Stored items:
━━━

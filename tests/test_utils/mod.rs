//! Test utilities for integration tests
#![allow(dead_code)]
use std::time::Duration;

use serde_json::{Value, json};

use folio::ai::chat::{CompletionClient, Transcript, Turn};
use folio::ai::retry::RetryPolicy;
use folio::gemini::HttpTransport;

pub const PERSONA: &str = "You are a test persona.";
pub const MODEL: &str = "test-model";
pub const ENDPOINT: &str = "/v1beta/models/test-model:generateContent";

/// Creates a client against a mock server. Retries don't wait unless
/// a delay is given so the tests stay fast.
pub fn test_client(server_url: &str, max_attempts: u32, base_delay: Duration) -> CompletionClient {
    let url = format!("{}{}", server_url, ENDPOINT);
    let transport = HttpTransport::new(&url, Duration::from_secs(5));
    CompletionClient::builder(Box::new(transport), PERSONA)
        .retry_policy(RetryPolicy::new(max_attempts, base_delay))
        .build()
}

pub fn transcript_of(turns: &[Turn]) -> Transcript {
    let mut transcript = Transcript::new();
    for turn in turns {
        transcript.push(turn.clone());
    }
    transcript
}

/// A successful `generateContent` response body.
pub fn text_body(text: &str) -> String {
    json!({
        "candidates": [{
            "content": {"role": "model", "parts": [{"text": text}]},
            "finishReason": "STOP",
            "index": 0
        }],
        "usageMetadata": {"promptTokenCount": 10, "candidatesTokenCount": 5}
    })
    .to_string()
}

pub fn safety_body() -> String {
    json!({
        "candidates": [{
            "finishReason": "SAFETY",
            "index": 0,
            "safetyRatings": [
                {"category": "HARM_CATEGORY_HARASSMENT", "probability": "HIGH"}
            ]
        }]
    })
    .to_string()
}

/// The exact request body expected for `contents`.
pub fn request_body(contents: Value) -> Value {
    json!({
        "contents": contents,
        "systemInstruction": {"parts": [{"text": PERSONA}]}
    })
}
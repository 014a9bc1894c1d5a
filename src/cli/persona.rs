use crate::core::AppConfig;

pub fn run(config: &AppConfig) {
    println!("{}", config.system_instruction);
}
mod core;
pub use self::core::*;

━━━

◆ WHAT TO PRODUCE ◆
Each entry must be set down exactly as it appears.

◆ COMPLETED TASK ◆
filename tests/test_utils/mod.rs
//! Test utilities for integration tests
#![allow(dead_code)]
use std::time::Duration;

use serde_json::{Value, json};

use folio::ai::chat::{CompletionClient, Transcript, Turn};
use folio::ai::retry::RetryPolicy;
use folio::gemini::HttpTransport;

pub const PERSONA: &str = "You are a test persona.";
pub const MODEL: &str = "test-model";
pub const ENDPOINT: &str = "/v1beta/models/test-model:generateContent";

/// Creates a client against a mock server. Retries don't wait unless
/// a delay is given so the tests stay fast.
pub fn test_client(server_url: &str, max_attempts: u32, base_delay: Duration) -> CompletionClient {
    let url = format!("{}{}", server_url, ENDPOINT);
    let transport = HttpTransport::new(&url, Duration::from_secs(5));
    CompletionClient::builder(Box::new(transport), PERSONA)
        .retry_policy(RetryPolicy::new(max_attempts, base_delay))
        .build()
}

pub fn transcript_of(turns: &[Turn]) -> Transcript {
    let mut transcript = Transcript::new();
    for turn in turns {
        transcript.push(turn.clone());
    }
    transcript
}

/// A successful `generateContent` response body.
pub fn text_body(text: &str) -> String {
    json!({
        "candidates": [{
            "content": {"role": "model", "parts": [{"text": text}]},
            "finishReason": "STOP",
            "index": 0
        }],
        "usageMetadata": {"promptTokenCount": 10, "candidatesTokenCount": 5}
    })
    .to_string()
}

pub fn safety_body() -> String {
    json!({
        "candidates": [{
            "finishReason": "SAFETY",
            "index": 0,
            "safetyRatings": [
                {"category": "HARM_CATEGORY_HARASSMENT", "probability": "HIGH"}
            ]
        }]
    })
    .to_string()
}

/// The exact request body expected for `contents`.
pub fn request_body(contents: Value) -> Value {
    json!({
        "contents": contents,
        "systemInstruction": {"parts": [{"text": PERSONA}]}
    })
}
repository 014a9bc1894c1d5a
filename src/cli/persona.rs
use crate::core::AppConfig;

pub fn run(config: &AppConfig) {
    println!("{}", config.system_instruction);
}
mod core;
pub use self::core::*;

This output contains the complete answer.